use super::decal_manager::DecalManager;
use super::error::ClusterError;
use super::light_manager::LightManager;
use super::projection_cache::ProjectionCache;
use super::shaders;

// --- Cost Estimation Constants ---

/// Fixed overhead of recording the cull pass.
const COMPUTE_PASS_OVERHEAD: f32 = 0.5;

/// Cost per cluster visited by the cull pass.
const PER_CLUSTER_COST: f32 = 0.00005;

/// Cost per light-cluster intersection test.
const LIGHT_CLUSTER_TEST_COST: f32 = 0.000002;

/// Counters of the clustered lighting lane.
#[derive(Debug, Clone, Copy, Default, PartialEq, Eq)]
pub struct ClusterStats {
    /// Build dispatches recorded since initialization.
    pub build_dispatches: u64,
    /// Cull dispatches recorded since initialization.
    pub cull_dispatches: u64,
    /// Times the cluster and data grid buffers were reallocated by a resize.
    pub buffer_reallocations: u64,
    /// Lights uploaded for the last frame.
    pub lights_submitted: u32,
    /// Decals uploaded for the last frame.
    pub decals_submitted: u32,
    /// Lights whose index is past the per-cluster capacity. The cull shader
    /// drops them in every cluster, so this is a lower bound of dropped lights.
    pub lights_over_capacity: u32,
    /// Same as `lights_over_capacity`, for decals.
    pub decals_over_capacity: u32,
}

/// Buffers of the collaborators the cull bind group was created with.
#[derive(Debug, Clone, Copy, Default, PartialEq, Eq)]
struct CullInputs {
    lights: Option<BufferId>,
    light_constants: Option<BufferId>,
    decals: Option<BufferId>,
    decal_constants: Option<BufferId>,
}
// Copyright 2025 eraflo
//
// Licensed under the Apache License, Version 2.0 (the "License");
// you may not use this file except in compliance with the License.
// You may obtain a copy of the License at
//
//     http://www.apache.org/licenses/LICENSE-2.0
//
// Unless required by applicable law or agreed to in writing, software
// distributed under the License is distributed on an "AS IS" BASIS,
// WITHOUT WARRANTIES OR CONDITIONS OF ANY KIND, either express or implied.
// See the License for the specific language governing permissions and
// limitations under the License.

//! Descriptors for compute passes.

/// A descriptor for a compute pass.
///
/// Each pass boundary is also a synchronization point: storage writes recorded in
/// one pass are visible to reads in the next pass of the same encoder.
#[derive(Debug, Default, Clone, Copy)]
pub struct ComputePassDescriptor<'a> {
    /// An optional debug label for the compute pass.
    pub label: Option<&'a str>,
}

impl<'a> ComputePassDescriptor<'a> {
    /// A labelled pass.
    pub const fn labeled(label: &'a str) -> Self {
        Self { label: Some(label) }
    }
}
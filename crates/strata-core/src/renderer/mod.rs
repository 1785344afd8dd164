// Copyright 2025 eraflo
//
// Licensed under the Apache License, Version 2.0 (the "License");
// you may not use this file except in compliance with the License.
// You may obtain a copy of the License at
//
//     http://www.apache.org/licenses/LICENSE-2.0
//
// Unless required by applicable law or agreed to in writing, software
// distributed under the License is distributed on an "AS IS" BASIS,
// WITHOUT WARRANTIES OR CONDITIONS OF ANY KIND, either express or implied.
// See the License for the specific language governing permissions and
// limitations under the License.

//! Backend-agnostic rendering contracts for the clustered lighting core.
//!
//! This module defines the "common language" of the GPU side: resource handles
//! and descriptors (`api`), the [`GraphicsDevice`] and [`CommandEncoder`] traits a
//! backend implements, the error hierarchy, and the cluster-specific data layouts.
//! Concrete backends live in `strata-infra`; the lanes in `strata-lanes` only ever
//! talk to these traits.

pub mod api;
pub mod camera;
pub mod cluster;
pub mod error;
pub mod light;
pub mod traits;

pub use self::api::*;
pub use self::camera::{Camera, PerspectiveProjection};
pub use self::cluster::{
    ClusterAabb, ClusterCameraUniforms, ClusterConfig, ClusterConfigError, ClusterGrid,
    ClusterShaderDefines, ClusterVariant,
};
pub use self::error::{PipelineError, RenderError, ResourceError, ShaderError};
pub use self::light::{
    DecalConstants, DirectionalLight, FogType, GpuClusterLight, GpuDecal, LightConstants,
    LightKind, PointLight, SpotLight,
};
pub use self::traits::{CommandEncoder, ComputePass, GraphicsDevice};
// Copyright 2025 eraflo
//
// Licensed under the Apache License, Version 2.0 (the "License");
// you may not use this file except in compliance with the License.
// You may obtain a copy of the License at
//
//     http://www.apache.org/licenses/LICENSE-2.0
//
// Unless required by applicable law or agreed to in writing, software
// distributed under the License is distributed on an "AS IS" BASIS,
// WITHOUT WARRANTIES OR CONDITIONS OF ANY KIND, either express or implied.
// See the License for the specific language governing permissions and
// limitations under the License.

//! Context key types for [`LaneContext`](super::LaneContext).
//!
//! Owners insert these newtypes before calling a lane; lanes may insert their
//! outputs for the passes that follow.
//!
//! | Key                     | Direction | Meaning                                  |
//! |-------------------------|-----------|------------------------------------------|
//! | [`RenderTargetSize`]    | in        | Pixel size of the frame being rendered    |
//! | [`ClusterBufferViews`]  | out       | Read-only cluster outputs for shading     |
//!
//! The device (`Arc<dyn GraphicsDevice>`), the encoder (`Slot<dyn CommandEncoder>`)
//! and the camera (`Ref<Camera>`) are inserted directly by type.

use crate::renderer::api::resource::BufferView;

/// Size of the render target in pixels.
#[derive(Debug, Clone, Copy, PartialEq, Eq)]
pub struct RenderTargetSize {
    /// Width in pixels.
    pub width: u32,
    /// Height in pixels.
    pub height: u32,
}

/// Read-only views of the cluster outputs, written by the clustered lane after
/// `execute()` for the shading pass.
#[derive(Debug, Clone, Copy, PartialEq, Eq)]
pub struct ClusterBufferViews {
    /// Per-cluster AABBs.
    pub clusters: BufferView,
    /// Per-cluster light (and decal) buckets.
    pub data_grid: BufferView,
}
■ ■ ■
• Work request: The listing above has to be written out again in full, exactly as shown.

• Reply:
use super::decal_manager::DecalManager;
use super::error::ClusterError;
use super::light_manager::LightManager;
use super::projection_cache::ProjectionCache;
use super::shaders;

// --- Cost Estimation Constants ---

/// Fixed overhead of recording the cull pass.
const COMPUTE_PASS_OVERHEAD: f32 = 0.5;

/// Cost per cluster visited by the cull pass.
const PER_CLUSTER_COST: f32 = 0.00005;

/// Cost per light-cluster intersection test.
const LIGHT_CLUSTER_TEST_COST: f32 = 0.000002;

/// Counters of the clustered lighting lane.
#[derive(Debug, Clone, Copy, Default, PartialEq, Eq)]
pub struct ClusterStats {
    /// Build dispatches recorded since initialization.
    pub build_dispatches: u64,
    /// Cull dispatches recorded since initialization.
    pub cull_dispatches: u64,
    /// Times the cluster and data grid buffers were reallocated by a resize.
    pub buffer_reallocations: u64,
    /// Lights uploaded for the last frame.
    pub lights_submitted: u32,
    /// Decals uploaded for the last frame.
    pub decals_submitted: u32,
    /// Lights whose index is past the per-cluster capacity. The cull shader
    /// drops them in every cluster, so this is a lower bound of dropped lights.
    pub lights_over_capacity: u32,
    /// Same as `lights_over_capacity`, for decals.
    pub decals_over_capacity: u32,
}

/// Buffers of the collaborators the cull bind group was created with.
#[derive(Debug, Clone, Copy, Default, PartialEq, Eq)]
struct CullInputs {
    lights: Option<BufferId>,
    light_constants: Option<BufferId>,
    decals: Option<BufferId>,
    decal_constants: Option<BufferId>,
}
// Copyright 2025 eraflo
//
// Licensed under the Apache License, Version 2.0 (the "License");
// you may not use this file except in compliance with the License.
// You may obtain a copy of the License at
//
//     http://www.apache.org/licenses/LICENSE-2.0
//
// Unless required by applicable law or agreed to in writing, software
// distributed under the License is distributed on an "AS IS" BASIS,
// WITHOUT WARRANTIES OR CONDITIONS OF ANY KIND, either express or implied.
// See the License for the specific language governing permissions and
// limitations under the License.

//! Descriptors for compute passes.

/// A descriptor for a compute pass.
///
/// Each pass boundary is also a synchronization point: storage writes recorded in
/// one pass are visible to reads in the next pass of the same encoder.
#[derive(Debug, Default, Clone, Copy)]
pub struct ComputePassDescriptor<'a> {
    /// An optional debug label for the compute pass.
    pub label: Option<&'a str>,
}

impl<'a> ComputePassDescriptor<'a> {
    /// A labelled pass.
    pub const fn labeled(label: &'a str) -> Self {
        Self { label: Some(label) }
    }
}
filename crates/strata-core/src/renderer/mod.rs
repository 1785344afd8dd164
// Copyright 2025 eraflo
//
// Licensed under the Apache License, Version 2.0 (the "License");
// you may not use this file except in compliance with the License.
// You may obtain a copy of the License at
//
//     http://www.apache.org/licenses/LICENSE-2.0
//
// Unless required by applicable law or agreed to in writing, software
// distributed under the License is distributed on an "AS IS" BASIS,
// WITHOUT WARRANTIES OR CONDITIONS OF ANY KIND, either express or implied.
// See the License for the specific language governing permissions and
// limitations under the License.

//! Backend-agnostic rendering contracts for the clustered lighting core.
//!
//! This module defines the "common language" of the GPU side: resource handles
//! and descriptors (`api`), the [`GraphicsDevice`] and [`CommandEncoder`] traits a
//! backend implements, the error hierarchy, and the cluster-specific data layouts.
//! Concrete backends live in `strata-infra`; the lanes in `strata-lanes` only ever
//! talk to these traits.

pub mod api;
pub mod camera;
pub mod cluster;
pub mod error;
pub mod light;
pub mod traits;

pub use self::api::*;
pub use self::camera::{Camera, PerspectiveProjection};
pub use self::cluster::{
    ClusterAabb, ClusterCameraUniforms, ClusterConfig, ClusterConfigError, ClusterGrid,
    ClusterShaderDefines, ClusterVariant,
};
pub use self::error::{PipelineError, RenderError, ResourceError, ShaderError};
pub use self::light::{
    DecalConstants, DirectionalLight, FogType, GpuClusterLight, GpuDecal, LightConstants,
    LightKind, PointLight, SpotLight,
};
pub use self::traits::{CommandEncoder, ComputePass, GraphicsDevice};
// Copyright 2025 eraflo
//
// Licensed under the Apache License, Version 2.0 (the "License");
// you may not use this file except in compliance with the License.
// You may obtain a copy of the License at
//
//     http://www.apache.org/licenses/LICENSE-2.0
//
// Unless required by applicable law or agreed to in writing, software
// distributed under the License is distributed on an "AS IS" BASIS,
// WITHOUT WARRANTIES OR CONDITIONS OF ANY KIND, either express or implied.
// See the License for the specific language governing permissions and
// limitations under the License.

//! Context key types for [`LaneContext`](super::LaneContext).
//!
//! Owners insert these newtypes before calling a lane; lanes may insert their
//! outputs for the passes that follow.
//!
//! | Key                     | Direction | Meaning                                  |
//! |-------------------------|-----------|------------------------------------------|
//! | [`RenderTargetSize`]    | in        | Pixel size of the frame being rendered    |
//! | [`ClusterBufferViews`]  | out       | Read-only cluster outputs for shading     |
//!
//! The device (`Arc<dyn GraphicsDevice>`), the encoder (`Slot<dyn CommandEncoder>`)
//! and the camera (`Ref<Camera>`) are inserted directly by type.

use crate::renderer::api::resource::BufferView;

/// Size of the render target in pixels.
#[derive(Debug, Clone, Copy, PartialEq, Eq)]
pub struct RenderTargetSize {
    /// Width in pixels.
    pub width: u32,
    /// Height in pixels.
    pub height: u32,
}

/// Read-only views of the cluster outputs, written by the clustered lane after
/// `execute()` for the shading pass.
#[derive(Debug, Clone, Copy, PartialEq, Eq)]
pub struct ClusterBufferViews {
    /// Per-cluster AABBs.
    pub clusters: BufferView,
    /// Per-cluster light (and decal) buckets.
    pub data_grid: BufferView,
}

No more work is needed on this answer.